However, there are currently many gaps in the attempt to bring
together developmental science and neuroscience to produce a more
complete understanding of the development of awareness and empathy.
Educational research relies on pupil's accurate self-report of emotion,
which may not be possible for some pupils, e.g., those with
alexithymia—a difficulty in identifying and describing feelings, which
is found in 10% of typical adults. Emotional awareness can be measured
using neuroimaging methods
that show that differing levels of emotional awareness are associated
with differential activity in amygdala, anterior insular cortex, and the
medial prefrontal cortex. Studies of brain development in childhood and
adolescence show that these areas undergo large-scale structural
changes.
Hence, the degree to which school-age children and young adults are
aware of their emotions may vary across this time period, which may have
an important impact on classroom behaviour and the extent to which
certain teaching styles and curriculum approaches might be effective.
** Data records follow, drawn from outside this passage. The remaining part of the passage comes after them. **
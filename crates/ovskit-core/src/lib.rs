// ovskit-core: switch topology cache, mutation engine and query layer on
// top of ovskit-api.

pub mod command;
pub mod config;
pub mod engine;
pub mod error;
pub mod locks;
pub mod model;
pub mod resolver;
pub mod store;
pub mod switch;

mod decode;
mod query;

// ── Primary re-exports ──────────────────────────────────────────────
pub use command::{Command, CommandResult};
pub use config::{DEFAULT_DATABASE, SwitchConfig};
pub use engine::InterfaceSpec;
pub use error::CoreError;
pub use locks::{ResourceKind, ResourceLocks};
pub use resolver::{NamedRefs, Symbol};
pub use store::{ApplyOutcome, DataStore};
pub use switch::Switch;

pub use model::{Bridge, Entity, Interface, InterfaceType, Port, Root, Table, VlanTag};

// Transport-level types callers need to build a `Switch` by hand.
pub use ovskit_api::{Endpoint, OvsdbClient, Transport, TransportKind};
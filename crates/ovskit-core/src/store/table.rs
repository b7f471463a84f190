// ── Per-table entity cache ──
//
// One reader/writer lock per table guarding the UUID map and its name
// index together. Locks are held for a single map operation only. Change
// signalling lives in the owning `DataStore`.

use std::collections::{HashMap, HashSet};
use std::sync::{Arc, PoisonError, RwLock, RwLockReadGuard, RwLockWriteGuard};

use uuid::Uuid;

use crate::model::Entity;

struct Entries<T> {
    by_uuid: HashMap<Uuid, Arc<T>>,
    /// Secondary index: name -> uuid.
    by_name: HashMap<String, Uuid>,
}

impl<T: Entity> Entries<T> {
    fn unindex(&mut self, old: &T) {
        if let Some(name) = old.name() {
            if self.by_name.get(name) == Some(&old.uuid()) {
                self.by_name.remove(name);
            }
        }
    }
}

pub(crate) struct TableCache<T: Entity> {
    entries: RwLock<Entries<T>>,
}

impl<T: Entity> TableCache<T> {
    pub(crate) fn new() -> Self {
        Self {
            entries: RwLock::new(Entries {
                by_uuid: HashMap::new(),
                by_name: HashMap::new(),
            }),
        }
    }

    /// Insert or replace an entity. Returns `true` if the key was new.
    pub(crate) fn upsert(&self, entity: T) -> bool {
        let uuid = entity.uuid();
        let name = entity.name().map(str::to_owned);
        let mut entries = self.write();
        let previous = entries.by_uuid.insert(uuid, Arc::new(entity));
        if let Some(old) = &previous {
            entries.unindex(old);
        }
        if let Some(name) = name {
            entries.by_name.insert(name, uuid);
        }
        previous.is_none()
    }

    /// Remove an entity. Returns the removed entity if it existed.
    pub(crate) fn remove(&self, uuid: &Uuid) -> Option<Arc<T>> {
        let mut entries = self.write();
        let removed = entries.by_uuid.remove(uuid);
        if let Some(old) = &removed {
            entries.unindex(old);
        }
        removed
    }

    /// Drop every entity whose key is not in `keep`. Returns how many
    /// were removed.
    pub(crate) fn retain(&self, keep: &HashSet<Uuid>) -> usize {
        let mut entries = self.write();
        let stale: Vec<Uuid> = entries
            .by_uuid
            .keys()
            .filter(|uuid| !keep.contains(uuid))
            .copied()
            .collect();
        for uuid in &stale {
            if let Some(old) = entries.by_uuid.remove(uuid) {
                entries.unindex(&old);
            }
        }
        stale.len()
    }

    pub(crate) fn get(&self, uuid: &Uuid) -> Option<Arc<T>> {
        self.read().by_uuid.get(uuid).cloned()
    }

    pub(crate) fn get_by_name(&self, name: &str) -> Option<Arc<T>> {
        let entries = self.read();
        let uuid = entries.by_name.get(name)?;
        entries.by_uuid.get(uuid).cloned()
    }

    /// Resolve several keys under one read lock. Unknown keys are skipped.
    pub(crate) fn get_many<'a, I>(&self, uuids: I) -> Vec<Arc<T>>
    where
        I: IntoIterator<Item = &'a Uuid>,
    {
        let entries = self.read();
        uuids
            .into_iter()
            .filter_map(|uuid| entries.by_uuid.get(uuid).cloned())
            .collect()
    }

    pub(crate) fn snapshot(&self) -> Vec<Arc<T>> {
        self.read().by_uuid.values().cloned().collect()
    }

    pub(crate) fn len(&self) -> usize {
        self.read().by_uuid.len()
    }

    // ── Private helpers ──────────────────────────────────────────────

    fn read(&self) -> RwLockReadGuard<'_, Entries<T>> {
        self.entries.read().unwrap_or_else(PoisonError::into_inner)
    }

    fn write(&self) -> RwLockWriteGuard<'_, Entries<T>> {
        self.entries.write().unwrap_or_else(PoisonError::into_inner)
    }
}
use thiserror::Error;

/// Top-level error type for the `ovskit-api` crate.
///
/// Covers every failure mode of the OVSDB transport: socket I/O, framing,
/// JSON-RPC envelopes, and value decoding. `ovskit-core` maps these into
/// topology-level diagnostics.
#[derive(Debug, Error)]
pub enum Error {
    // ── Transport ───────────────────────────────────────────────────
    /// Socket I/O error (connection refused, broken pipe, etc.)
    #[error("I/O error: {0}")]
    Io(#[from] std::io::Error),

    /// Endpoint string could not be parsed.
    #[error("Invalid endpoint '{endpoint}': {reason}")]
    InvalidEndpoint { endpoint: String, reason: String },

    /// Request timed out waiting for a reply.
    #[error("Request timed out after {timeout_ms}ms")]
    Timeout { timeout_ms: u64 },

    /// The connection is closed (explicit disconnect or peer hangup).
    #[error("Connection to the database server is closed")]
    Disconnected,

    // ── Protocol ────────────────────────────────────────────────────
    /// Malformed JSON on the wire.
    #[error("JSON error: {0}")]
    Json(#[from] serde_json::Error),

    /// Well-formed JSON that violates the JSON-RPC / OVSDB envelope.
    #[error("Protocol error: {0}")]
    Protocol(String),

    /// The server answered a request with a JSON-RPC error.
    #[error("RPC error from server for '{method}': {message}")]
    Rpc { method: String, message: String },

    // ── Data ────────────────────────────────────────────────────────
    /// An OVSDB value did not have the expected shape.
    #[error("Cannot decode {expected} from {found}")]
    Decode { expected: &'static str, found: String },
}

impl Error {
    pub(crate) fn decode(expected: &'static str, found: &serde_json::Value) -> Self {
        Self::Decode {
            expected,
            found: found.to_string(),
        }
    }
}
use std::collections::BTreeSet;

use ovskit_api::Row;
use uuid::Uuid;

use super::{Entity, Table};
use crate::decode::RowReader;
use crate::error::CoreError;

/// The singleton `Open_vSwitch` row.
#[derive(Debug, Clone, Default, PartialEq, Eq)]
pub struct Root {
    pub uuid: Uuid,
    pub bridges: BTreeSet<Uuid>,
    pub ovs_version: Option<String>,
}

impl Entity for Root {
    const TABLE: Table = Table::Root;

    fn from_row(uuid: Uuid, row: &Row) -> Result<Self, CoreError> {
        let r = RowReader::new(Self::TABLE, uuid, row);
        Ok(Self {
            uuid,
            bridges: r.references("bridges")?,
            ovs_version: r.column("ovs_version"),
        })
    }

    fn uuid(&self) -> Uuid {
        self.uuid
    }
}
//! Command handlers, one module per resource.

mod bridge;
mod interface;
mod port;

use ovskit_core::Switch;

use crate::cli::{Command, GlobalOpts};
use crate::error::CliError;

pub async fn dispatch(cmd: Command, switch: &Switch, global: &GlobalOpts) -> Result<(), CliError> {
    match cmd {
        Command::Bridge(args) => bridge::handle(switch, args, global).await,
        Command::Port(args) => port::handle(switch, args, global).await,
        Command::Interface(args) => interface::handle(switch, args, global).await,
    }
}
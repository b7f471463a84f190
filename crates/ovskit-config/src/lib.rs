//! Shared configuration for ovskit tools.
//!
//! TOML profiles naming a switch database, layered with `OVSKIT_*`
//! environment variables, translated to `ovskit_core::SwitchConfig`.

use std::collections::HashMap;
use std::path::{Path, PathBuf};
use std::time::Duration;

use directories::ProjectDirs;
use figment::{
    Figment,
    providers::{Env, Format, Serialized, Toml},
};
use serde::{Deserialize, Serialize};
use thiserror::Error;

use ovskit_core::{DEFAULT_DATABASE, SwitchConfig, TransportKind};

// ── Error ───────────────────────────────────────────────────────────

#[derive(Debug, Error)]
pub enum ConfigError {
    #[error("invalid {field}: {reason}")]
    Validation { field: String, reason: String },

    #[error("profile '{name}' is not defined")]
    UnknownProfile { name: String },

    #[error("failed to serialize config: {0}")]
    Serialization(#[from] toml::ser::Error),

    #[error("config loading failed: {0}")]
    Figment(Box<figment::Error>),

    #[error("IO error: {0}")]
    Io(#[from] std::io::Error),
}

impl From<figment::Error> for ConfigError {
    fn from(err: figment::Error) -> Self {
        Self::Figment(Box::new(err))
    }
}

// ── TOML config structs ─────────────────────────────────────────────

/// Top-level TOML configuration.
#[derive(Debug, Deserialize, Serialize)]
pub struct Config {
    /// Profile used when none is named on the command line.
    pub default_profile: Option<String>,

    #[serde(default)]
    pub defaults: Defaults,

    /// Named switch profiles.
    #[serde(default)]
    pub profiles: HashMap<String, Profile>,
}

impl Default for Config {
    fn default() -> Self {
        Self {
            default_profile: Some("local".into()),
            defaults: Defaults::default(),
            profiles: HashMap::new(),
        }
    }
}

#[derive(Debug, Deserialize, Serialize)]
pub struct Defaults {
    /// Request timeout in seconds; 0 waits indefinitely.
    #[serde(default = "default_timeout")]
    pub timeout: u64,
}

impl Default for Defaults {
    fn default() -> Self {
        Self {
            timeout: default_timeout(),
        }
    }
}

fn default_timeout() -> u64 {
    30
}

/// Where one switch database lives.
#[derive(Debug, Clone, Default, Deserialize, Serialize)]
pub struct Profile {
    /// `tcp` or `unix`.
    #[serde(default)]
    pub transport: TransportKind,

    /// `host:port` for tcp, a socket path for unix. Omit for the default.
    pub endpoint: Option<String>,

    /// Database name; `Open_vSwitch` when omitted.
    pub database: Option<String>,

    /// Override the default timeout.
    pub timeout: Option<u64>,
}

// ── Config file path ────────────────────────────────────────────────

/// Resolve the config file path via XDG / platform conventions.
pub fn config_path() -> PathBuf {
    ProjectDirs::from("org", "ovskit", "ovskit").map_or_else(
        || {
            let mut p = dirs_fallback();
            p.push("config.toml");
            p
        },
        |dirs| dirs.config_dir().join("config.toml"),
    )
}

fn dirs_fallback() -> PathBuf {
    let mut p = PathBuf::from(std::env::var("HOME").unwrap_or_else(|_| ".".into()));
    p.push(".config");
    p.push("ovskit");
    p
}

// ── Config loading ──────────────────────────────────────────────────

/// Load the full Config from the canonical file + environment.
pub fn load_config() -> Result<Config, ConfigError> {
    load_config_from(&config_path())
}

/// Load from `path` + environment. A missing file is not an error.
///
/// Nested keys use a double underscore, e.g.
/// `OVSKIT_PROFILES__LAB__ENDPOINT=10.0.0.5:6640`.
pub fn load_config_from(path: &Path) -> Result<Config, ConfigError> {
    let figment = Figment::new()
        .merge(Serialized::defaults(Config::default()))
        .merge(Toml::file(path))
        .merge(Env::prefixed("OVSKIT_").split("__"));

    let config: Config = figment.extract()?;
    Ok(config)
}

/// Load config, returning a default if loading fails.
pub fn load_config_or_default() -> Config {
    load_config().unwrap_or_default()
}

// ── Config saving ───────────────────────────────────────────────────

/// Serialize config to TOML and write it to `path`.
pub fn save_config_to(cfg: &Config, path: &Path) -> Result<(), ConfigError> {
    if let Some(parent) = path.parent() {
        std::fs::create_dir_all(parent)?;
    }
    let toml_str = toml::to_string_pretty(cfg)?;
    std::fs::write(path, toml_str)?;
    Ok(())
}

pub fn save_config(cfg: &Config) -> Result<(), ConfigError> {
    save_config_to(cfg, &config_path())
}

// ── Profile resolution ──────────────────────────────────────────────

impl Config {
    /// Pick the profile to use: `name`, else `default_profile`.
    ///
    /// An undefined default profile falls back to the local unix socket,
    /// so a fresh install works without any config file. A profile named
    /// explicitly must exist.
    pub fn profile(&self, name: Option<&str>) -> Result<(String, Profile), ConfigError> {
        let explicit = name.is_some();
        let name = name
            .or(self.default_profile.as_deref())
            .unwrap_or("local")
            .to_owned();

        match self.profiles.get(&name) {
            Some(p) => Ok((name, p.clone())),
            None if explicit => Err(ConfigError::UnknownProfile { name }),
            None => Ok((name, Profile::default())),
        }
    }

    /// Resolve a profile straight to a `SwitchConfig`.
    pub fn switch_config(&self, name: Option<&str>) -> Result<SwitchConfig, ConfigError> {
        let (_, profile) = self.profile(name)?;
        profile_to_switch_config(&profile, &self.defaults)
    }
}

/// Build a `SwitchConfig` from a profile, validating its endpoint.
pub fn profile_to_switch_config(
    profile: &Profile,
    defaults: &Defaults,
) -> Result<SwitchConfig, ConfigError> {
    let database = profile
        .database
        .clone()
        .unwrap_or_else(|| DEFAULT_DATABASE.into());
    if database.trim().is_empty() {
        return Err(ConfigError::Validation {
            field: "database".into(),
            reason: "must not be empty".into(),
        });
    }

    let timeout = match profile.timeout.unwrap_or(defaults.timeout) {
        0 => None,
        secs => Some(Duration::from_secs(secs)),
    };

    let config = SwitchConfig {
        transport: profile.transport,
        endpoint: profile.endpoint.clone(),
        database,
        timeout,
    };
    config.endpoint().map_err(|e| ConfigError::Validation {
        field: "endpoint".into(),
        reason: e.to_string(),
    })?;
    Ok(config)
}
// ── Command API ──
//
// Every topology mutation is expressible as a `Command` value, so callers
// such as the CLI can build one from user input and route it through a
// single entry point.

use ovskit_api::Transport;
use uuid::Uuid;

use crate::engine::InterfaceSpec;
use crate::error::CoreError;
use crate::switch::Switch;

/// All write operations against the switch database.
#[derive(Debug, Clone, PartialEq, Eq)]
pub enum Command {
    // ── Bridge operations ────────────────────────────────────────────
    CreateBridge {
        name: String,
    },
    DeleteBridge {
        name: String,
    },
    SetBridgeController {
        bridge: String,
        target: String,
    },

    // ── Port operations ──────────────────────────────────────────────
    CreateInternalPort {
        bridge: String,
        port: String,
        tag: u32,
    },
    CreateVethPort {
        bridge: String,
        port: String,
        tag: u32,
    },
    CreatePatchPort {
        bridge: String,
        port: String,
        peer: String,
    },
    DeletePort {
        bridge: String,
        port: String,
    },
    SetPortTag {
        bridge: String,
        port: String,
        tag: u32,
    },

    // ── Interface operations ─────────────────────────────────────────
    AddInterface {
        port: String,
        spec: InterfaceSpec,
    },
    RemoveInterface {
        port: String,
        interface: Uuid,
    },
}

impl Command {
    /// Short human-readable verb, used in logs and CLI output.
    pub fn describe(&self) -> &'static str {
        match self {
            Self::CreateBridge { .. } => "create bridge",
            Self::DeleteBridge { .. } => "delete bridge",
            Self::SetBridgeController { .. } => "set bridge controller",
            Self::CreateInternalPort { .. } => "create internal port",
            Self::CreateVethPort { .. } => "create veth port",
            Self::CreatePatchPort { .. } => "create patch port",
            Self::DeletePort { .. } => "delete port",
            Self::SetPortTag { .. } => "set port tag",
            Self::AddInterface { .. } => "add interface",
            Self::RemoveInterface { .. } => "remove interface",
        }
    }
}

/// Result of a successfully executed command.
#[derive(Debug, Clone, PartialEq, Eq)]
pub enum CommandResult {
    Ok,
    /// Key of the interface created by [`Command::AddInterface`].
    InterfaceAdded(Uuid),
}

impl<T: Transport> Switch<T> {
    /// Route a command to the matching mutation.
    pub async fn execute(&self, cmd: Command) -> Result<CommandResult, CoreError> {
        if !self.is_connected() {
            return Err(CoreError::Disconnected);
        }
        tracing::debug!(command = cmd.describe(), "executing command");

        match cmd {
            Command::CreateBridge { name } => {
                self.create_bridge(&name).await?;
            }
            Command::DeleteBridge { name } => {
                self.delete_bridge(&name).await?;
            }
            Command::SetBridgeController { bridge, target } => {
                self.update_bridge_controller(&bridge, &target).await?;
            }
            Command::CreateInternalPort { bridge, port, tag } => {
                self.create_internal_port(&bridge, &port, tag).await?;
            }
            Command::CreateVethPort { bridge, port, tag } => {
                self.create_veth_port(&bridge, &port, tag).await?;
            }
            Command::CreatePatchPort { bridge, port, peer } => {
                self.create_patch_port(&bridge, &port, &peer).await?;
            }
            Command::DeletePort { bridge, port } => {
                self.delete_port(&bridge, &port).await?;
            }
            Command::SetPortTag { bridge, port, tag } => {
                self.update_port_tag_by_name(&bridge, &port, tag).await?;
            }
            Command::AddInterface { port, spec } => {
                let uuid = self.add_interface_on_port(&port, &spec).await?;
                return Ok(CommandResult::InterfaceAdded(uuid));
            }
            Command::RemoveInterface { port, interface } => {
                self.remove_interface_from_port(&port, interface).await?;
            }
        }
        Ok(CommandResult::Ok)
    }
}
// ── Stream framing ──
//
// OVSDB speaks JSON-RPC over a raw byte stream with no length prefix or
// delimiter: messages are JSON texts written back to back. The decoder
// parses one complete value at a time and leaves trailing partial input
// in the buffer until more bytes arrive.

use bytes::{Buf, BytesMut};
use serde_json::Value as Json;
use tokio_util::codec::{Decoder, Encoder};

use crate::error::Error;

/// Refuse to buffer a single message larger than this.
pub const MAX_FRAME_BYTES: usize = 64 * 1024 * 1024;

/// Codec for a stream of concatenated JSON values.
#[derive(Debug, Clone, Copy, Default)]
pub struct JsonCodec;

impl Decoder for JsonCodec {
    type Item = Json;
    type Error = Error;

    fn decode(&mut self, src: &mut BytesMut) -> Result<Option<Json>, Error> {
        let Some(start) = src.iter().position(|b| !b.is_ascii_whitespace()) else {
            src.clear();
            return Ok(None);
        };
        src.advance(start);

        let mut values = serde_json::Deserializer::from_slice(src).into_iter::<Json>();
        match values.next() {
            Some(Ok(value)) => {
                let consumed = values.byte_offset();
                src.advance(consumed);
                Ok(Some(value))
            }
            Some(Err(e)) if e.is_eof() => {
                if src.len() > MAX_FRAME_BYTES {
                    return Err(Error::Protocol(format!(
                        "message exceeds {MAX_FRAME_BYTES} bytes"
                    )));
                }
                Ok(None)
            }
            Some(Err(e)) => Err(e.into()),
            None => Ok(None),
        }
    }
}

impl Encoder<Json> for JsonCodec {
    type Error = Error;

    fn encode(&mut self, item: Json, dst: &mut BytesMut) -> Result<(), Error> {
        let encoded = serde_json::to_vec(&item)?;
        dst.reserve(encoded.len());
        dst.extend_from_slice(&encoded);
        Ok(())
    }
}
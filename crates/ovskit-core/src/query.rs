// ── Query layer ──
//
// Topology questions answered from the object cache. Reads never take the
// mutation locks and never touch the network, so results reflect the last
// change the server pushed, not necessarily the last local mutation.

use std::sync::Arc;

use ovskit_api::Transport;
use uuid::Uuid;

use crate::engine::require_name;
use crate::error::CoreError;
use crate::model::{Bridge, Interface, Port};
use crate::switch::Switch;

impl<T: Transport> Switch<T> {
    pub fn bridge_exists(&self, name: &str) -> Result<bool, CoreError> {
        require_name("bridge", name)?;
        Ok(self.inner.store.bridge_by_name(name).is_some())
    }

    /// Names of every port on bridge `name`, sorted.
    pub fn find_all_ports_on_bridge(&self, name: &str) -> Result<Vec<String>, CoreError> {
        let bridge = self.cached_bridge(name)?;
        let mut names: Vec<String> = self
            .inner
            .store
            .ports_of(&bridge)
            .iter()
            .map(|p| p.name.clone())
            .collect();
        names.sort_unstable();
        Ok(names)
    }

    /// Whether `port` is a member of `bridge`. False when either is unknown.
    pub fn port_exists_on_bridge(&self, port: &str, bridge: &str) -> bool {
        let store = &self.inner.store;
        match (store.bridge_by_name(bridge), store.port_by_name(port)) {
            (Some(b), Some(p)) => b.ports.contains(&p.uuid),
            _ => false,
        }
    }

    pub fn port_exists(&self, name: &str) -> bool {
        self.inner.store.port_by_name(name).is_some()
    }

    /// VLAN tag of `port`; `None` when untagged.
    pub fn port_tag(&self, name: &str) -> Result<Option<u16>, CoreError> {
        Ok(self.cached_port(name)?.tag)
    }

    pub fn find_all_interface_uuids_on_port(&self, port: &str) -> Result<Vec<Uuid>, CoreError> {
        Ok(self.cached_port(port)?.interfaces.iter().copied().collect())
    }

    /// Interfaces of `port` that have reached the cache.
    pub fn interfaces_on_port(&self, port: &str) -> Result<Vec<Arc<Interface>>, CoreError> {
        let port = self.cached_port(port)?;
        Ok(self.inner.store.interfaces_of(&port))
    }

    fn cached_bridge(&self, name: &str) -> Result<Arc<Bridge>, CoreError> {
        self.inner
            .store
            .bridge_by_name(name)
            .ok_or_else(|| CoreError::BridgeNotFound { name: name.into() })
    }

    fn cached_port(&self, name: &str) -> Result<Arc<Port>, CoreError> {
        self.inner
            .store
            .port_by_name(name)
            .ok_or_else(|| CoreError::PortNotFound { name: name.into() })
    }
}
Neuroimaging work is also beginning to help in the understanding
of social conduct disorders in children. For example,
callous-unemotional traits in children are a particularly difficult
problem for teachers to deal with, and represent a particularly serious
form of conduct disturbance. Jones et al. (2009)
showed that children with callous-unemotional traits revealed less
brain activation in the right amygdala in response to fearful faces,
suggesting that the neural correlates of that type of emotional
disturbance are present early in development.
Researchers from the Centre for Educational Neuroscience in
London have been instrumental in developing a research body that
investigates how social cognition develops in the brain. In particular,
Sarah-Jayne Blakemore, co-author of "The Learning Brain", has published
influential research on brain development related to social cognition
during adolescence. Her research, suggests that activity in brain
regions associated with emotional processing undergo significant
functional changes during adolescence.
Attention and executive control
Attention
refers to the brain mechanisms that allow us to focus on particular
aspects of the sensory environment to the relative exclusion of others.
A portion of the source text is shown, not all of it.